Days became irrelevant. Sleep eluded him. Meals grew sporadic. The whispers were constant now—gentle pleas, demands, promises. He began speaking to the hole, whispering secrets of his loneliness, his divorce, his regrets. It listened patiently, responding with compassion, promising relief.
His colleagues began avoiding him, concerned by his haggard appearance. But Dinesh barely noticed. Every evening, he rushed home, desperate for conversation with the hole that now occupied his every thought.
One night, the woman's voice promised something new.
"If you want to see me, make the hole larger," she coaxed softly.
Driven by desire and dread, he hammered again, opening a gaping wound in the wall. Blackness poured out, spreading across the floor, thick as syrup and deeper than shadows should be.
Out of that blackness, a pale hand emerged. It was slender, delicate, with fingertips coated in something wet. Slowly, painfully, it pulled forward, revealing an arm, then a shoulder. Dinesh watched paralysed, unable to scream or move, caught between terror and fascination.
The woman crawled into his world. Naked, drenched, her skin pale blue like frostbitten flesh, hair dark as ink cascading down her thin body. Eyes wide, glistening like polished obsidian, fixed on him, unblinking.

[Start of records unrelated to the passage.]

//! # OCDian Core Library
//!
//! Core logic for the OCDian symptom journal and guided exercises. The CLI
//! (and any GUI) is a thin presentation layer over this crate.
//!
//! ## Architecture
//!
//! - **Timer Engine**: a tick-driven countdown state machine shared by the
//!   breathing, body-scan, mindfulness and ERP exercises. The caller owns the
//!   clock and invokes `tick()` once per second.
//! - **Journal**: log entries and mood samples persisted as two JSON lists in
//!   a key-value store (SQLite `kv` table by default).
//! - **Stats**: pure functions over the mood history (streak, averages,
//!   common triggers).
//!
//! ## Key Components
//!
//! - [`TimerEngine`]: Countdown state machine
//! - [`ErpRunner`]: Exposure timer with panic-button breathing interruption
//! - [`JournalStore`]: Entries and moods with immediate persistence
//! - [`Insights`]: Mood history summary
//! - [`Config`]: Exercise presets

pub mod coping;
pub mod error;
pub mod events;
pub mod exercise;
pub mod journal;
pub mod scales;
pub mod stats;
pub mod storage;
pub mod timer;

pub use error::{ConfigError, CoreError, StorageError, ValidationError};
pub use events::{Observers, StoreChange, TimerEvent};
pub use exercise::Exercise;
pub use journal::{JournalStore, LogEntry, MoodSample, Trigger, TRIGGERS};
pub use scales::{AnxietyLevel, MoodValue};
pub use stats::{Insights, MoodCategory};
pub use storage::{Config, Database, KeyValueStore, MemoryStore};
pub use timer::{ErpEvent, ErpRunner, ErpSession, Phase, SessionConfig, TimerEngine};
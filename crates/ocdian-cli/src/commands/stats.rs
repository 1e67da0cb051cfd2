use chrono::Local;
use clap::Subcommand;
use ocdian_core::stats::{self, DEFAULT_TRIGGER_LIMIT};
use ocdian_core::Insights;

use super::open_journal;

#[derive(Subcommand)]
pub enum StatsAction {
    /// Full insights summary as JSON
    Summary,
    /// Consecutive days with a mood check-in
    Streak,
    /// Most frequent triggers
    Triggers {
        /// How many to show
        #[arg(long, default_value_t = DEFAULT_TRIGGER_LIMIT)]
        limit: usize,
    },
}

pub fn run(action: StatsAction) -> Result<(), Box<dyn std::error::Error>> {
    let journal = open_journal()?;
    let moods = journal.moods();
    let today = Local::now().date_naive();

    match action {
        StatsAction::Summary => {
            let insights = Insights::compute(moods, today);
            println!("{}", serde_json::to_string_pretty(&insights)?);
        }
        StatsAction::Streak => {
            println!("{}", stats::current_streak(moods, today));
        }
        StatsAction::Triggers { limit } => match stats::most_common_triggers(moods, limit) {
            Some(names) => {
                for name in names {
                    println!("{name}: {}", stats::trigger_count(moods, &name));
                }
            }
            None => println!("No triggers recorded."),
        },
    }
    Ok(())
}
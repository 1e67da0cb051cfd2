//! TOML-based application configuration.
//!
//! Stores exercise presets and feedback preferences:
//! - Breathing phase lengths and cycle count
//! - Body-scan and mindfulness durations
//! - Allowed ERP exposure lengths
//! - Sound and haptic feedback toggles
//!
//! Configuration is stored at `<data_dir>/config.toml`.

use serde::{Deserialize, Serialize};
use std::path::{Path, PathBuf};

use super::data_dir;
use crate::error::ConfigError;

/// Breathing exercise preset.
#[derive(Debug, Clone, PartialEq, Serialize, Deserialize)]
pub struct BreathingConfig {
    #[serde(default = "default_breath_secs")]
    pub inhale_secs: u32,
    #[serde(default = "default_breath_secs")]
    pub exhale_secs: u32,
    #[serde(default = "default_breath_cycles")]
    pub cycles: u32,
    #[serde(default = "default_prepare_secs")]
    pub prepare_secs: u32,
}

/// Body-scan exercise preset.
#[derive(Debug, Clone, PartialEq, Serialize, Deserialize)]
pub struct BodyScanConfig {
    #[serde(default = "default_exercise_secs")]
    pub total_secs: u32,
}

/// Mindfulness exercise preset.
#[derive(Debug, Clone, PartialEq, Serialize, Deserialize)]
pub struct MindfulnessConfig {
    #[serde(default = "default_exercise_secs")]
    pub total_secs: u32,
    #[serde(default = "default_quote_interval")]
    pub quote_interval_secs: u32,
}

/// Exposure timer options.
#[derive(Debug, Clone, PartialEq, Serialize, Deserialize)]
pub struct ErpConfig {
    #[serde(default = "default_erp_options")]
    pub duration_options: Vec<u32>,
    #[serde(default = "default_erp_secs")]
    pub default_secs: u32,
}

/// Feedback collaborators (sound on phase change, haptic on completion).
#[derive(Debug, Clone, PartialEq, Serialize, Deserialize)]
pub struct FeedbackConfig {
    #[serde(default = "default_true")]
    pub sound: bool,
    #[serde(default = "default_true")]
    pub haptics: bool,
}

/// Application configuration.
///
/// Serialized to/from TOML at `<data_dir>/config.toml`.
#[derive(Debug, Clone, PartialEq, Serialize, Deserialize, Default)]
pub struct Config {
    #[serde(default)]
    pub breathing: BreathingConfig,
    #[serde(default)]
    pub body_scan: BodyScanConfig,
    #[serde(default)]
    pub mindfulness: MindfulnessConfig,
    #[serde(default)]
    pub erp: ErpConfig,
    #[serde(default)]
    pub feedback: FeedbackConfig,
}

// Default functions
fn default_breath_secs() -> u32 {
    4
}
fn default_breath_cycles() -> u32 {
    7
}
fn default_prepare_secs() -> u32 {
    1
}
fn default_exercise_secs() -> u32 {
    90
}
fn default_quote_interval() -> u32 {
    15
}
fn default_erp_options() -> Vec<u32> {
    vec![60, 300, 600]
}
fn default_erp_secs() -> u32 {
    60
}
fn default_true() -> bool {
    true
}

impl Default for BreathingConfig {
    fn default() -> Self {
        Self {
            inhale_secs: default_breath_secs(),
            exhale_secs: default_breath_secs(),
            cycles: default_breath_cycles(),
            prepare_secs: default_prepare_secs(),
        }
    }
}

impl Default for BodyScanConfig {
    fn default() -> Self {
        Self {
            total_secs: default_exercise_secs(),
        }
    }
}

impl Default for MindfulnessConfig {
    fn default() -> Self {
        Self {
            total_secs: default_exercise_secs(),
            quote_interval_secs: default_quote_interval(),
        }
    }
}

impl Default for ErpConfig {
    fn default() -> Self {
        Self {
            duration_options: default_erp_options(),
            default_secs: default_erp_secs(),
        }
    }
}

impl Default for FeedbackConfig {
    fn default() -> Self {
        Self {
            sound: true,
            haptics: true,
        }
    }
}

impl Config {
    fn get_json_value_by_path<'a>(
        root: &'a serde_json::Value,
        key: &str,
    ) -> Option<&'a serde_json::Value> {
        if key.is_empty() {
            return None;
        }

        let mut current = root;
        for part in key.split('.') {
            current = current.get(part)?;
        }
        Some(current)
    }

    fn set_json_value_by_path(
        root: &mut serde_json::Value,
        key: &str,
        value: &str,
    ) -> Result<(), ConfigError> {
        let unknown = || ConfigError::UnknownKey(key.to_string());
        let invalid = |message: String| ConfigError::InvalidValue {
            key: key.to_string(),
            message,
        };

        let mut parts = key.split('.').peekable();
        if key.is_empty() {
            return Err(unknown());
        }

        let mut current = root;
        while let Some(part) = parts.next() {
            if parts.peek().is_some() {
                current = current.get_mut(part).ok_or_else(unknown)?;
                continue;
            }

            let obj = current.as_object_mut().ok_or_else(unknown)?;
            let existing = obj.get(part).ok_or_else(unknown)?;
            let new_value = match existing {
                serde_json::Value::Bool(_) => serde_json::Value::Bool(
                    value.parse::<bool>().map_err(|e| invalid(e.to_string()))?,
                ),
                serde_json::Value::Number(_) => {
                    let n = value
                        .parse::<u64>()
                        .map_err(|_| invalid(format!("cannot parse '{value}' as number")))?;
                    serde_json::Value::Number(n.into())
                }
                serde_json::Value::Object(_) | serde_json::Value::Array(_) => {
                    serde_json::from_str(value).map_err(|e| invalid(e.to_string()))?
                }
                _ => serde_json::Value::String(value.into()),
            };
            obj.insert(part.to_string(), new_value);
            return Ok(());
        }

        Err(unknown())
    }

    /// Default on-disk location.
    ///
    /// # Errors
    /// Returns an error if the data directory cannot be created.
    pub fn path() -> Result<PathBuf, ConfigError> {
        let dir = data_dir().map_err(|e| ConfigError::LoadFailed {
            path: PathBuf::from("config.toml"),
            message: e.to_string(),
        })?;
        Ok(dir.join("config.toml"))
    }

    /// Load from `path`, writing defaults there if the file is missing.
    ///
    /// # Errors
    /// Returns an error if the file exists but cannot be read or parsed, or
    /// if the default config cannot be written. Only a missing file is
    /// replaced; anything else on disk is left untouched.
    pub fn load_from(path: &Path) -> Result<Self, ConfigError> {
        let load_failed = |message: String| ConfigError::LoadFailed {
            path: path.to_path_buf(),
            message,
        };
        match std::fs::read_to_string(path) {
            Ok(content) => toml::from_str(&content).map_err(|e| load_failed(e.to_string())),
            Err(e) if e.kind() == std::io::ErrorKind::NotFound => {
                let cfg = Self::default();
                cfg.save_to(path)?;
                Ok(cfg)
            }
            Err(e) => Err(load_failed(e.to_string())),
        }
    }

    /// Load from the default location.
    ///
    /// # Errors
    /// See [`Config::load_from`].
    pub fn load() -> Result<Self, ConfigError> {
        Self::load_from(&Self::path()?)
    }

    /// Persist to `path`.
    ///
    /// # Errors
    /// Returns an error if the config cannot be serialized or written.
    pub fn save_to(&self, path: &Path) -> Result<(), ConfigError> {
        let save_failed = |message: String| ConfigError::SaveFailed {
            path: path.to_path_buf(),
            message,
        };
        let content = toml::to_string_pretty(self).map_err(|e| save_failed(e.to_string()))?;
        std::fs::write(path, content).map_err(|e| save_failed(e.to_string()))
    }

    /// Persist to the default location.
    ///
    /// # Errors
    /// See [`Config::save_to`].
    pub fn save(&self) -> Result<(), ConfigError> {
        self.save_to(&Self::path()?)
    }

    /// Get a config value as string by dot-separated key.
    pub fn get(&self, key: &str) -> Option<String> {
        let json = serde_json::to_value(self).ok()?;
        let val = Self::get_json_value_by_path(&json, key)?;
        match val {
            serde_json::Value::String(s) => Some(s.clone()),
            other => Some(other.to_string()),
        }
    }

    /// Set a config value by dot-separated key, in memory only.
    ///
    /// # Errors
    /// Returns an error if the key is unknown or the value does not fit the
    /// field's type.
    pub fn set(&mut self, key: &str, value: &str) -> Result<(), ConfigError> {
        let invalid = |message: String| ConfigError::InvalidValue {
            key: key.to_string(),
            message,
        };
        let mut json = serde_json::to_value(&*self).map_err(|e| invalid(e.to_string()))?;
        Self::set_json_value_by_path(&mut json, key, value)?;
        *self = serde_json::from_value(json).map_err(|e| invalid(e.to_string()))?;
        Ok(())
    }

    /// Load from disk, returning default on error.
    /// This is a convenience method that never fails.
    pub fn load_or_default() -> Self {
        Self::load().unwrap_or_else(|e| {
            tracing::warn!(error = %e, "falling back to default config");
            Self::default()
        })
    }
}
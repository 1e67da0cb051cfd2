use std::collections::BTreeSet;

use chrono::{Local, NaiveDate, TimeZone};

use crate::journal::MoodSample;

/// Consecutive calendar days with at least one sample, in local time.
///
/// See [`current_streak_in`].
pub fn current_streak(samples: &[MoodSample], today: NaiveDate) -> u32 {
    current_streak_in(samples, today, &Local)
}

/// Consecutive calendar days with at least one sample, counted backwards
/// from the most recent sample dated on or before `today`.
///
/// Several samples on one day count once. Samples dated after `today`
/// (clock skew, backdating mistakes) are ignored. An empty history is 0.
pub fn current_streak_in<Tz: TimeZone>(samples: &[MoodSample], today: NaiveDate, tz: &Tz) -> u32 {
    let days: BTreeSet<NaiveDate> = samples
        .iter()
        .map(|s| s.timestamp.with_timezone(tz).date_naive())
        .filter(|day| *day <= today)
        .collect();

    let Some(&latest) = days.last() else {
        return 0;
    };

    let mut streak = 0;
    let mut day = latest;
    while days.contains(&day) {
        streak += 1;
        match day.pred_opt() {
            Some(previous) => day = previous,
            None => break,
        }
    }
    streak
}
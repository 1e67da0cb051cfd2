//! Integration tests for guided exercises driven through the timer engine.

use ocdian_core::exercise::body_part;
use ocdian_core::timer::Foreground;
use ocdian_core::{
    AnxietyLevel, Config, ErpRunner, ErpSession, Exercise, Phase, SessionConfig, TimerEngine,
    TimerEvent,
};
use proptest::prelude::*;

fn run(engine: &mut TimerEngine, ticks: u32) -> Vec<TimerEvent> {
    (0..ticks).filter_map(|_| engine.tick()).collect()
}

#[test]
fn test_body_scan_walks_through_parts() {
    let config = Config::default();
    let exercise = Exercise::BodyScan;
    let mut engine = TimerEngine::new();
    engine
        .start(exercise.session_config(&config).unwrap())
        .unwrap();
    assert_eq!(engine.segment_index(), Some(0));
    assert!(exercise.cue(&engine, &config).starts_with("Head"));

    run(&mut engine, 45);
    assert_eq!(engine.segment_index(), Some(4));
    assert_eq!(
        exercise.cue(&engine, &config),
        format!("{}: {}", body_part(4).name, body_part(4).prompt)
    );

    let events = run(&mut engine, 45);
    assert_eq!(engine.phase(), Phase::Completed);
    assert_eq!(engine.seconds_remaining(), 0);
    assert!(matches!(events.last(), Some(TimerEvent::TimerCompleted { .. })));
    assert_eq!(exercise.cue(&engine, &config), "Exercise complete");
}

#[test]
fn test_breathing_alternates_after_prepare() {
    let config = Config::default();
    let exercise = Exercise::Breathing;
    let mut engine = TimerEngine::new();
    engine
        .start(exercise.session_config(&config).unwrap())
        .unwrap();
    assert_eq!(exercise.cue(&engine, &config), "Get ready...");

    run(&mut engine, 1);
    assert_eq!(engine.phase(), Phase::Primary);
    assert_eq!(exercise.cue(&engine, &config), "Breathe in...");

    run(&mut engine, 4);
    assert_eq!(engine.phase(), Phase::Secondary);
    assert_eq!(exercise.cue(&engine, &config), "Breathe out...");

    // 7 cycles of 4s in + 4s out; 5s already spent.
    let events = run(&mut engine, 7 * 8 - 4);
    assert_eq!(engine.phase(), Phase::Completed);
    assert_eq!(engine.cycles_completed(), 7);
    let changes = events
        .iter()
        .filter(|e| matches!(e, TimerEvent::PhaseChanged { .. }))
        .count();
    assert_eq!(changes, 7 * 2 - 2);
}

#[test]
fn test_mindfulness_rotates_quotes() {
    let config = Config::default();
    let exercise = Exercise::Mindfulness;
    let mut engine = TimerEngine::new();
    engine
        .start(exercise.session_config(&config).unwrap())
        .unwrap();
    let first = exercise.cue(&engine, &config);
    run(&mut engine, 14);
    assert_eq!(exercise.cue(&engine, &config), first);
    run(&mut engine, 1);
    assert_ne!(exercise.cue(&engine, &config), first);
}

#[test]
fn test_erp_duration_must_be_an_option() {
    let config = Config::default();
    assert!(Exercise::Erp { duration_secs: 300 }
        .session_config(&config)
        .is_ok());
    assert!(Exercise::Erp { duration_secs: 42 }
        .session_config(&config)
        .is_err());
}

#[test]
fn test_erp_rescue_preserves_exposure_time() {
    let config = Config::default();
    let rescue = Exercise::Breathing.session_config(&config).unwrap();
    let session = ErpSession::new("Touch the doorknob", 60, AnxietyLevel::new(8).unwrap());
    let mut runner = ErpRunner::new(session, rescue);
    runner.start().unwrap();

    for _ in 0..20 {
        runner.tick();
    }
    assert_eq!(runner.exposure().seconds_remaining(), 40);

    runner.start_rescue().unwrap();
    assert_eq!(runner.foreground(), Foreground::Rescue);
    assert!(runner.exposure().is_paused());
    for _ in 0..10 {
        runner.tick();
    }
    assert_eq!(runner.exposure().seconds_remaining(), 40);

    runner.dismiss_rescue();
    assert_eq!(runner.foreground(), Foreground::Exposure);
    for _ in 0..40 {
        runner.tick();
    }
    assert_eq!(runner.exposure().phase(), Phase::Completed);
    assert!(runner.session().completed);

    let finished = runner.finish(AnxietyLevel::new(5).unwrap());
    assert_eq!(finished.anxiety_reduction(), Some(3));
}

proptest! {
    #[test]
    fn prop_single_phase_completes_after_duration(duration in 1u32..300) {
        let mut engine = TimerEngine::new();
        engine.start(SessionConfig::single(duration)).unwrap();
        run(&mut engine, duration);
        prop_assert_eq!(engine.phase(), Phase::Completed);
        prop_assert_eq!(engine.seconds_remaining(), 0);

        prop_assert!(engine.tick().is_none());
        prop_assert_eq!(engine.phase(), Phase::Completed);
        prop_assert_eq!(engine.seconds_remaining(), 0);
    }

    #[test]
    fn prop_pause_resume_keeps_remaining(duration in 2u32..600, elapsed in 0u32..600) {
        let elapsed = elapsed % duration;
        let mut engine = TimerEngine::new();
        engine.start(SessionConfig::single(duration).pausable()).unwrap();
        run(&mut engine, elapsed);
        let remaining = engine.seconds_remaining();
        let phase = engine.phase();

        engine.pause();
        prop_assert!(!engine.is_running());
        run(&mut engine, 5);
        engine.resume();

        prop_assert!(engine.is_running());
        prop_assert_eq!(engine.seconds_remaining(), remaining);
        prop_assert_eq!(engine.phase(), phase);
    }
}
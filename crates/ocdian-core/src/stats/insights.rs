use std::collections::HashMap;

use chrono::{DateTime, NaiveDate, Utc};
use serde::{Deserialize, Serialize};

use super::streak::current_streak;
use crate::journal::MoodSample;

pub const DEFAULT_TRIGGER_LIMIT: usize = 5;

/// Label bucket for an average mood.
#[derive(Debug, Clone, Copy, PartialEq, Eq, Serialize, Deserialize)]
#[serde(rename_all = "lowercase")]
pub enum MoodCategory {
    Challenging,
    Struggling,
    Stable,
    Good,
    Excellent,
    Unknown,
}

impl MoodCategory {
    pub fn label(self) -> &'static str {
        match self {
            MoodCategory::Challenging => "Challenging",
            MoodCategory::Struggling => "Struggling",
            MoodCategory::Stable => "Stable",
            MoodCategory::Good => "Good",
            MoodCategory::Excellent => "Excellent",
            MoodCategory::Unknown => "Unknown",
        }
    }
}

impl std::fmt::Display for MoodCategory {
    fn fmt(&self, f: &mut std::fmt::Formatter<'_>) -> std::fmt::Result {
        f.write_str(self.label())
    }
}

/// Top `limit` trigger names by number of samples tagged with them.
///
/// Ties are ordered by name so the ranking is stable across runs.
/// Returns `None` when no sample carries any trigger.
pub fn most_common_triggers(samples: &[MoodSample], limit: usize) -> Option<Vec<String>> {
    let mut counts: HashMap<&str, usize> = HashMap::new();
    for trigger in samples.iter().flat_map(|s| s.triggers.iter()) {
        *counts.entry(trigger.as_str()).or_default() += 1;
    }
    if counts.is_empty() {
        return None;
    }

    let mut ranked: Vec<(&str, usize)> = counts.into_iter().collect();
    ranked.sort_by(|a, b| b.1.cmp(&a.1).then_with(|| a.0.cmp(b.0)));
    Some(
        ranked
            .into_iter()
            .take(limit)
            .map(|(name, _)| name.to_string())
            .collect(),
    )
}

/// Number of samples whose trigger set contains `name`.
pub fn trigger_count(samples: &[MoodSample], name: &str) -> usize {
    samples.iter().filter(|s| s.has_trigger(name)).count()
}

/// Mean mood value, `None` for an empty history.
pub fn average_mood(samples: &[MoodSample]) -> Option<f64> {
    if samples.is_empty() {
        return None;
    }
    let total: u32 = samples.iter().map(|s| u32::from(s.mood_value.get())).sum();
    Some(f64::from(total) / samples.len() as f64)
}

/// Bucket an average: lower bounds inclusive, `[4.5, 5.0]` closed.
pub fn average_mood_category(avg: f64) -> MoodCategory {
    match avg {
        a if (0.0..1.5).contains(&a) => MoodCategory::Challenging,
        a if (1.5..2.5).contains(&a) => MoodCategory::Struggling,
        a if (2.5..3.5).contains(&a) => MoodCategory::Stable,
        a if (3.5..4.5).contains(&a) => MoodCategory::Good,
        a if (4.5..=5.0).contains(&a) => MoodCategory::Excellent,
        _ => MoodCategory::Unknown,
    }
}

/// Sample with the highest mood; among equals the last one encountered wins.
pub fn best_day(samples: &[MoodSample]) -> Option<&MoodSample> {
    samples.iter().max_by_key(|s| s.mood_value)
}

/// Latest sample by timestamp, regardless of insertion order.
pub fn most_recent(samples: &[MoodSample]) -> Option<&MoodSample> {
    samples.iter().max_by_key(|s| s.timestamp)
}

/// Summary shown on the insights screen.
#[derive(Debug, Clone, PartialEq, Serialize, Deserialize)]
pub struct Insights {
    pub total_samples: usize,
    pub average_mood: Option<f64>,
    pub category: MoodCategory,
    pub top_triggers: Vec<TriggerStat>,
    pub best_day: Option<DateTime<Utc>>,
    pub best_mood: Option<u8>,
    pub current_streak: u32,
}

#[derive(Debug, Clone, PartialEq, Eq, Serialize, Deserialize)]
pub struct TriggerStat {
    pub name: String,
    pub count: usize,
}

impl Insights {
    pub fn compute(samples: &[MoodSample], today: NaiveDate) -> Self {
        let average = average_mood(samples);
        let best = best_day(samples);
        let top_triggers = most_common_triggers(samples, DEFAULT_TRIGGER_LIMIT)
            .unwrap_or_default()
            .into_iter()
            .map(|name| TriggerStat {
                count: trigger_count(samples, &name),
                name,
            })
            .collect();

        Self {
            total_samples: samples.len(),
            average_mood: average,
            category: average
                .map(average_mood_category)
                .unwrap_or(MoodCategory::Unknown),
            top_triggers,
            best_day: best.map(|s| s.timestamp),
            best_mood: best.map(|s| s.mood_value.get()),
            current_streak: current_streak(samples, today),
        }
    }
}

#[cfg(test)]
mod tests {
    use super::*;
    use crate::scales::MoodValue;
    use chrono::Duration;

    fn sample(value: u8, triggers: &[&str]) -> MoodSample {
        MoodSample::new(MoodValue::new(value).unwrap(), triggers.iter().copied(), "")
    }

    #[test]
    fn triggers_ranked_by_count() {
        let samples = vec![
            sample(3, &["Stress"]),
            sample(2, &["Stress", "Work"]),
            sample(4, &[]),
        ];
        assert_eq!(
            most_common_triggers(&samples, 5),
            Some(vec!["Stress".to_string(), "Work".to_string()])
        );
        assert_eq!(trigger_count(&samples, "Stress"), 2);
        assert_eq!(trigger_count(&samples, "Family"), 0);
    }

    #[test]
    fn trigger_ties_break_by_name_and_respect_limit() {
        let samples = vec![
            sample(3, &["Work", "Social", "Health"]),
            sample(3, &["Family", "Environment", "Stress"]),
        ];
        assert_eq!(
            most_common_triggers(&samples, 3),
            Some(vec![
                "Environment".to_string(),
                "Family".to_string(),
                "Health".to_string()
            ])
        );
    }

    #[test]
    fn no_triggers_is_none() {
        assert_eq!(most_common_triggers(&[], 5), None);
        assert_eq!(most_common_triggers(&[sample(3, &[])], 5), None);
    }

    #[test]
    fn average_and_category() {
        assert_eq!(average_mood(&[]), None);
        let samples = vec![sample(2, &[]), sample(4, &[]), sample(3, &[])];
        assert_eq!(average_mood(&samples), Some(3.0));

        assert_eq!(average_mood_category(3.0), MoodCategory::Stable);
        assert_eq!(average_mood_category(4.5), MoodCategory::Excellent);
        assert_eq!(average_mood_category(2.5), MoodCategory::Stable);
        assert_eq!(average_mood_category(1.49), MoodCategory::Challenging);
        assert_eq!(average_mood_category(5.0), MoodCategory::Excellent);
        assert_eq!(average_mood_category(5.01), MoodCategory::Unknown);
        assert_eq!(average_mood_category(-1.0), MoodCategory::Unknown);
        assert_eq!(average_mood_category(f64::NAN), MoodCategory::Unknown);
    }

    #[test]
    fn best_day_prefers_last_of_equals() {
        let samples = vec![sample(5, &[]), sample(2, &[]), sample(5, &[])];
        assert_eq!(best_day(&samples).unwrap().id, samples[2].id);
        assert!(best_day(&[]).is_none());
    }

    #[test]
    fn most_recent_ignores_insertion_order() {
        let now = Utc::now();
        let newer = MoodSample::at(now, MoodValue::new(1).unwrap(), Vec::<String>::new(), "");
        let older = MoodSample::at(
            now - Duration::days(3),
            MoodValue::new(5).unwrap(),
            Vec::<String>::new(),
            "",
        );
        let samples = vec![newer.clone(), older];
        assert_eq!(most_recent(&samples).unwrap().id, newer.id);
    }

    #[test]
    fn insights_summary() {
        let samples = vec![sample(4, &["Work"]), sample(5, &["Work", "Stress"])];
        let today = chrono::Local::now().date_naive();
        let insights = Insights::compute(&samples, today);
        assert_eq!(insights.total_samples, 2);
        assert_eq!(insights.average_mood, Some(4.5));
        assert_eq!(insights.category, MoodCategory::Excellent);
        assert_eq!(insights.top_triggers[0], TriggerStat { name: "Work".into(), count: 2 });
        assert_eq!(insights.best_mood, Some(5));
        assert_eq!(insights.current_streak, 1);
    }
}
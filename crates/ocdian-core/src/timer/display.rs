//! Pure values derived from timer state for the presentation layer.

/// `MM:SS`, both fields zero-padded.
pub fn format_clock(seconds: u32) -> String {
    format!("{:02}:{:02}", seconds / 60, seconds % 60)
}

/// `elapsed / total`, clamped to `0.0..=1.0`.
pub fn progress_fraction(elapsed_secs: u32, total_secs: u32) -> f64 {
    if total_secs == 0 {
        return 0.0;
    }
    (f64::from(elapsed_secs) / f64::from(total_secs)).min(1.0)
}

/// `min(floor(elapsed / (total / segments)), segments - 1)`.
///
/// Computed as `elapsed * segments / total` so uneven splits (90 s over
/// 8 body parts) are not rounded before the division.
pub fn segment_index(elapsed_secs: u32, total_secs: u32, segments: u32) -> usize {
    if total_secs == 0 || segments == 0 {
        return 0;
    }
    let raw = u64::from(elapsed_secs) * u64::from(segments) / u64::from(total_secs);
    raw.min(u64::from(segments - 1)) as usize
}

/// Index that advances every `period_secs` and wraps at `modulus`.
pub fn rotating_index(elapsed_secs: u32, period_secs: u32, modulus: usize) -> usize {
    if period_secs == 0 || modulus == 0 {
        return 0;
    }
    (elapsed_secs / period_secs) as usize % modulus
}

"Thank you," she whispered, her voice echoing softly as though it came from within him. "I've waited so long."
She reached for his face, fingers gentle yet piercingly cold. Dinesh felt warmth drain from his body, siphoned into her fingertips. She smiled softly, kindly, as life ebbed slowly from him.
Days passed unnoticed in Pragati Apartments. Mail piled outside 9C. Neighbours ignored the silence, comfortable with indifference.
Then, one evening, a moving truck arrived, delivering sparse furniture—a bed, a desk, and a single chair—to flat 9C. A young woman named Kavya moved in. She appreciated the dullness, the quiet anonymity. On her first night, she noticed a faint outline of fresh plaster on the wall.
Curiously, she touched it. The wall felt unusually warm.
As she drifted to sleep, she thought she heard a whisper, gentle, pleading. She dismissed it as imagination. A trick of tiredness, surely nothing more.
In the blackness behind the wall, something stirred softly, whispering to itself, patiently waiting for the warmth of another listener.